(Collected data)
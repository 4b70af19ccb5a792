use crate::core::dialogs::{ModalController, ModalKind, StatusMessage, Tone};

#[test]
fn test_modal_open_close_is_idempotent() {
    let _ = env_logger::try_init();
    let mut modals = ModalController::new();
    assert!(!modals.modal(ModalKind::Signup).is_visible());

    // Button close and backdrop click both land back in the same hidden state.
    modals.open(ModalKind::Signup);
    modals.close(ModalKind::Signup);
    assert!(!modals.modal(ModalKind::Signup).is_visible());

    modals.open(ModalKind::Signup);
    modals.backdrop_click(ModalKind::Signup);
    assert!(!modals.modal(ModalKind::Signup).is_visible());

    for _ in 0..3 {
        modals.open(ModalKind::Login);
        modals.open(ModalKind::Login);
        modals.close(ModalKind::Login);
    }
    assert!(!modals.modal(ModalKind::Login).is_visible());
}

#[test]
fn test_modals_are_independent() {
    let mut modals = ModalController::new();
    modals.open(ModalKind::Signup);
    assert!(modals.modal(ModalKind::Signup).is_visible());
    assert!(!modals.modal(ModalKind::Login).is_visible());

    modals.open(ModalKind::Login);
    modals.close(ModalKind::Signup);
    assert!(modals.modal(ModalKind::Login).is_visible());
}

#[test]
fn test_dismissal_clears_status_message() {
    let mut modals = ModalController::new();

    modals.open(ModalKind::Signup);
    modals.set_status(ModalKind::Signup, StatusMessage::error("Please fill all fields"));
    assert_eq!(
        modals.modal(ModalKind::Signup).status().map(|s| s.tone),
        Some(Tone::Error)
    );

    modals.close(ModalKind::Signup);
    assert!(modals.modal(ModalKind::Signup).status().is_none());

    modals.open(ModalKind::Login);
    modals.set_status(ModalKind::Login, StatusMessage::info("Logging in..."));
    modals.backdrop_click(ModalKind::Login);
    assert!(modals.modal(ModalKind::Login).status().is_none());
}
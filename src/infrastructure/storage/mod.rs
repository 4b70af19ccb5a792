use crate::core::errors::PortalError;
use crate::core::models::{DoctorProfile, PatientProfile};
use async_trait::async_trait;

/// Client seam for the hosted profile store (the `doctors` and `patients`
/// collections). Lookups are select-single-by-equality on the user ID.
#[async_trait]
pub trait ProfileStore: Send + Sync {
    async fn insert_doctor(&self, profile: DoctorProfile) -> Result<(), PortalError>;
    async fn insert_patient(&self, profile: PatientProfile) -> Result<(), PortalError>;
    async fn find_doctor(&self, user_id: &str) -> Result<Option<DoctorProfile>, PortalError>;
    async fn find_patient(&self, user_id: &str) -> Result<Option<PatientProfile>, PortalError>;
}

pub mod in_memory;
//! Form controller: ties the modal dialogs to the account service and runs
//! one sequential task per submission. A submission moves through
//! validating, authenticating and profile resolution, and ends either
//! redirecting or failed; the modal status message tracks the progress.

use crate::constants::{LOGIN_REDIRECT_DELAY, SIGNUP_SUCCESS_DELAY};
use crate::core::dialogs::{ModalController, ModalKind, StatusMessage};
use crate::core::errors::PortalError;
use crate::core::models::{Credentials, SessionRecord, SignupForm};
use crate::core::services::{AccountService, SignupReceipt};
use crate::infrastructure::auth::AuthBackend;
use crate::infrastructure::logging::LoggingService;
use crate::infrastructure::session::SessionStore;
use crate::infrastructure::storage::ProfileStore;
use std::sync::atomic::{AtomicBool, Ordering};
use std::sync::Arc;
use tokio::sync::Mutex;

/// Where a successful login sends the user.
#[derive(Clone, Debug, PartialEq, Eq)]
pub struct Navigation {
    pub target: &'static str,
    pub session: SessionRecord,
}

pub struct FormController<L: LoggingService, A: AuthBackend, P: ProfileStore, S: SessionStore> {
    service: Arc<AccountService<L, A, P, S>>,
    modals: Mutex<ModalController>,
    signup_pending: AtomicBool,
    login_pending: AtomicBool,
}

/// Re-enables the submit control when the submission task finishes, on every
/// exit path.
struct PendingGuard<'a>(&'a AtomicBool);

impl Drop for PendingGuard<'_> {
    fn drop(&mut self) {
        self.0.store(false, Ordering::SeqCst);
    }
}

fn acquire(flag: &AtomicBool) -> Result<PendingGuard<'_>, PortalError> {
    flag.compare_exchange(false, true, Ordering::SeqCst, Ordering::SeqCst)
        .map_err(|_| PortalError::SubmissionInFlight)?;
    Ok(PendingGuard(flag))
}

impl<L: LoggingService, A: AuthBackend, P: ProfileStore, S: SessionStore>
    FormController<L, A, P, S>
{
    pub fn new(service: Arc<AccountService<L, A, P, S>>) -> Self {
        FormController {
            service,
            modals: Mutex::new(ModalController::new()),
            signup_pending: AtomicBool::new(false),
            login_pending: AtomicBool::new(false),
        }
    }

    pub async fn open(&self, kind: ModalKind) {
        self.modals.lock().await.open(kind);
    }

    pub async fn close(&self, kind: ModalKind) {
        self.modals.lock().await.close(kind);
    }

    pub async fn backdrop_click(&self, target: ModalKind) {
        self.modals.lock().await.backdrop_click(target);
    }

    pub async fn is_visible(&self, kind: ModalKind) -> bool {
        self.modals.lock().await.modal(kind).is_visible()
    }

    pub async fn status(&self, kind: ModalKind) -> Option<StatusMessage> {
        self.modals.lock().await.modal(kind).status().cloned()
    }

    async fn set_status(&self, kind: ModalKind, status: StatusMessage) {
        self.modals.lock().await.set_status(kind, status);
    }

    /// Runs the signup flow. While it is pending the signup control is
    /// disabled: a second submit is rejected with `SubmissionInFlight`.
    /// On success the success message stays up for the fixed delay, then the
    /// signup modal closes and the login modal opens.
    pub async fn submit_signup(&self, form: SignupForm) -> Result<SignupReceipt, PortalError> {
        let _pending = acquire(&self.signup_pending)?;
        self.set_status(ModalKind::Signup, StatusMessage::info("Creating account..."))
            .await;

        match self.service.sign_up(form).await {
            Ok(receipt) => {
                self.set_status(
                    ModalKind::Signup,
                    StatusMessage::success("Signup successful! Please log in."),
                )
                .await;
                tokio::time::sleep(SIGNUP_SUCCESS_DELAY).await;

                let mut modals = self.modals.lock().await;
                modals.close(ModalKind::Signup);
                modals.open(ModalKind::Login);
                Ok(receipt)
            }
            Err(err) => {
                self.set_status(ModalKind::Signup, StatusMessage::error(err.to_string()))
                    .await;
                Err(err)
            }
        }
    }

    /// Runs the login flow. On success the welcome message stays up for the
    /// fixed delay, then the navigation target is handed back to the caller;
    /// on failure the modal shows the error and stays open for a resubmit.
    pub async fn submit_login(&self, credentials: Credentials) -> Result<Navigation, PortalError> {
        let _pending = acquire(&self.login_pending)?;
        self.set_status(ModalKind::Login, StatusMessage::info("Logging in..."))
            .await;

        match self
            .service
            .log_in(&credentials.email, &credentials.password)
            .await
        {
            Ok(success) => {
                self.set_status(ModalKind::Login, StatusMessage::success(success.welcome.clone()))
                    .await;
                tokio::time::sleep(LOGIN_REDIRECT_DELAY).await;
                Ok(Navigation {
                    target: success.redirect_to,
                    session: success.record,
                })
            }
            Err(err) => {
                self.set_status(ModalKind::Login, StatusMessage::error(err.to_string()))
                    .await;
                Err(err)
            }
        }
    }
}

◆ WORK ORDER
Some lines of the data above may hold the word "acquire"; state how many do, and give only that number.

◆ TASK RESPONSE
3